The Clark–Reese rivalry or Reese–Clark rivalry is a media-based rivalry between basketball players Caitlin Clark and Angel Reese, which, for pundits and fans, began in the 2023 NCAA championship game in which Reese made a taunting gesture to Clark. In that game, Reese (15 points, 10 rebounds) with the LSU Tigers defeated Clark (30 points, 2 rebounds) with the Iowa Hawkeyes. The 2024 NCAA championship tournament solidified the rivalry in a record-setting rematch where Clark (41 points, 12 assists) and Iowa defeated Reese (17 points, 20 rebounds) and LSU. Publications have credited the rivalry for the significant increase in the public interest for women's basketball, both in college and in the Women's National Basketball Association (WNBA), while its ostensible racial undertones have also been widely discussed in the media.

==History==
===Background===
Clark and Reese first met on the court on the Amateur Athletic Union (U16) circuit, playing for All Iowa Attack and Team Takeover, respectively. Reese was considered the number two player in her high school class by ESPN, while Clark was ranked number four in the same class. In 2019, Reese (18 points, 11 rebounds) led Team Takeover in the Nike EYBL (U17) championship in a 57–47 win over defending champions All Iowa Attack, and Clark (22 points, 7 assists), in the final.

===College basketball===
They first played against each other collegiately during Big Ten play in their first two college seasons, with Reese at Maryland and Clark at Iowa. Maryland defeated Iowa in all three meetings, including a 104–84 victory in the 2021 Big Ten tournament championship game.

In the 2023 NCAA Division I women's basketball championship game, Reese led LSU to its first national title, defeating Clark's Iowa team, and was named the tournament's Most Outstanding Player. With an average of 9.9 million viewers, it was (at that time) the most-watched women's college basketball game in history.

At the end of the game, Reese taunted Clark, making the "you can't see me" gesture. Sports media widely alleged that Clark had made the same gesture to opponents earlier in the tournament, in Iowa's Elite Eight game against Louisville. In the title game, Reese also pointed to her ring finger in reference to LSU's imminent championship ring. Following the game, Reese faced substantial criticism for perceived unsportsmanlike behavior, while many, including Clark, defended Reese and rejected the criticism, characterizing Reese's demeanor as coming from the "competitive nature" of the game.

The media have denoted the Reese taunt as the beginning of a rivalry between her and Clark. However, pundits were generally unaware of prior meetings in AAU and Big Ten play.

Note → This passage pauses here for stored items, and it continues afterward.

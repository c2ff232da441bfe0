use chrono::{Duration as ChronoDuration, Utc};
use farm_core::entropy::EntropyScheduler;
use farm_core::ledger::{CooldownKey, CooldownLedger, Eligibility};
use farm_core::store::Store;
use farm_core::traits::TaskKind;
use rand::rngs::StdRng;
use std::sync::Arc;
use std::time::Duration;
use tempfile::TempDir;

fn seeded_rng() -> StdRng {
    EntropyScheduler::rng_for("0xabc", 0)
}

async fn scratch_store() -> (TempDir, Arc<Store>) {
    let dir = TempDir::new().expect("temp dir");
    let path = dir.path().join("farm.db");
    let store = Store::new(path.to_str().expect("utf8 path"))
        .await
        .expect("store init");
    (dir, Arc::new(store))
}

fn faucet_key() -> CooldownKey {
    CooldownKey::new(TaskKind::FaucetClaim, "sepoliafaucet", "0xabc", "sepolia")
}

#[tokio::test]
async fn unknown_key_is_ready() {
    let (_dir, store) = scratch_store().await;
    let ledger = CooldownLedger::new(store, 0.1, 0.3);
    let verdict = ledger
        .is_eligible(&faucet_key(), 1, Utc::now())
        .await
        .unwrap();
    assert_eq!(verdict, Eligibility::Ready);
}

#[tokio::test]
async fn success_extends_cooldown_into_the_jitter_band() {
    let (_dir, store) = scratch_store().await;
    let ledger = CooldownLedger::new(store, 0.1, 0.3);
    let key = faucet_key();
    let now = Utc::now();
    let base = Duration::from_secs(24 * 3600);

    let row = ledger
        .record_attempt(&key, true, base, now, &mut seeded_rng())
        .await
        .unwrap();
    let until = row.cooldown_until.expect("cooldown set on success");
    let extension = until - now.timestamp();

    // 24h base with [0.1, 0.3] slack lands in [26.4h, 31.2h]
    assert!(extension >= (26.4 * 3600.0) as i64 - 1);
    assert!(extension <= (31.2 * 3600.0) as i64 + 1);

    // 20h later: still cooling down
    let at_20h = now + ChronoDuration::hours(20);
    assert!(matches!(
        ledger.is_eligible(&key, 0, at_20h).await.unwrap(),
        Eligibility::CoolingDown { .. }
    ));

    // 32h later: past the maximum possible extension
    let at_32h = now + ChronoDuration::hours(32);
    assert_eq!(
        ledger.is_eligible(&key, 0, at_32h).await.unwrap(),
        Eligibility::Ready
    );
}

#[tokio::test]
async fn failure_never_advances_cooldown() {
    let (_dir, store) = scratch_store().await;
    let ledger = CooldownLedger::new(store, 0.1, 0.3);
    let key = faucet_key();
    let now = Utc::now();
    let base = Duration::from_secs(24 * 3600);

    let after_success = ledger
        .record_attempt(&key, true, base, now, &mut seeded_rng())
        .await
        .unwrap();
    let until_before = after_success.cooldown_until.unwrap();

    let later = now + ChronoDuration::hours(1);
    let after_failure = ledger
        .record_attempt(&key, false, base, later, &mut seeded_rng())
        .await
        .unwrap();

    assert_eq!(after_failure.cooldown_until.unwrap(), until_before);
    assert_eq!(after_failure.last_attempt_at, later.timestamp());
    assert_eq!(after_failure.last_success_at, Some(now.timestamp()));
}

#[tokio::test]
async fn cooldown_until_is_monotone_per_key() {
    let (_dir, store) = scratch_store().await;
    let ledger = CooldownLedger::new(store, 0.1, 0.3);
    let key = faucet_key();
    let now = Utc::now();

    let long = ledger
        .record_attempt(&key, true, Duration::from_secs(24 * 3600), now, &mut seeded_rng())
        .await
        .unwrap();
    // a second success with a tiny base must not pull cooldown_until back
    let short = ledger
        .record_attempt(&key, true, Duration::from_secs(60), now, &mut seeded_rng())
        .await
        .unwrap();

    assert!(short.cooldown_until.unwrap() >= long.cooldown_until.unwrap());
}

#[tokio::test]
async fn daily_limit_blocks_after_enough_successes() {
    let (_dir, store) = scratch_store().await;
    let ledger = CooldownLedger::new(store, 0.0, 0.0);
    let key = faucet_key();
    let now = Utc::now();

    // zero base cooldown isolates the daily limit
    ledger
        .record_attempt(&key, true, Duration::ZERO, now, &mut seeded_rng())
        .await
        .unwrap();
    ledger
        .record_attempt(&key, true, Duration::ZERO, now, &mut seeded_rng())
        .await
        .unwrap();

    let later = now + ChronoDuration::seconds(1);
    assert!(matches!(
        ledger.is_eligible(&key, 2, later).await.unwrap(),
        Eligibility::DailyLimitReached { requests_today: 2 }
    ));
    // a higher limit still admits the key
    assert_eq!(
        ledger.is_eligible(&key, 3, later).await.unwrap(),
        Eligibility::Ready
    );
}

#[tokio::test]
async fn keys_are_isolated_per_provider() {
    let (_dir, store) = scratch_store().await;
    let ledger = CooldownLedger::new(store, 0.1, 0.3);
    let now = Utc::now();

    ledger
        .record_attempt(&faucet_key(), true, Duration::from_secs(24 * 3600), now, &mut seeded_rng())
        .await
        .unwrap();

    let other = CooldownKey::new(TaskKind::FaucetClaim, "otherfaucet", "0xabc", "sepolia");
    assert_eq!(
        ledger.is_eligible(&other, 1, now).await.unwrap(),
        Eligibility::Ready
    );
}

#[tokio::test]
async fn slack_is_deterministic_under_the_same_seed() {
    let (_dir_a, store_a) = scratch_store().await;
    let (_dir_b, store_b) = scratch_store().await;
    let ledger_a = CooldownLedger::new(store_a, 0.1, 0.3);
    let ledger_b = CooldownLedger::new(store_b, 0.1, 0.3);
    let key = faucet_key();
    let now = Utc::now();
    let base = Duration::from_secs(24 * 3600);

    let row_a = ledger_a
        .record_attempt(&key, true, base, now, &mut seeded_rng())
        .await
        .unwrap();
    let row_b = ledger_b
        .record_attempt(&key, true, base, now, &mut seeded_rng())
        .await
        .unwrap();

    assert_eq!(row_a.cooldown_until, row_b.cooldown_until);
}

Clark and Reese's final collegiate meeting was in the Elite Eight of the 2024 NCAA Division I women's basketball tournament. Clark recorded 41 points and 12 assists, leading Iowa to a win over LSU, while Reese had 17 points and 20 rebounds before fouling out. At the time, the game was the most-watched women's college basketball game in history, with an average of 12.3 million viewers tuning in at any time.

===Professional basketball===

Both players were first-round picks in the 2024 WNBA draft, with Clark selected first overall by the Indiana Fever and Reese selected seventh by the Chicago Sky.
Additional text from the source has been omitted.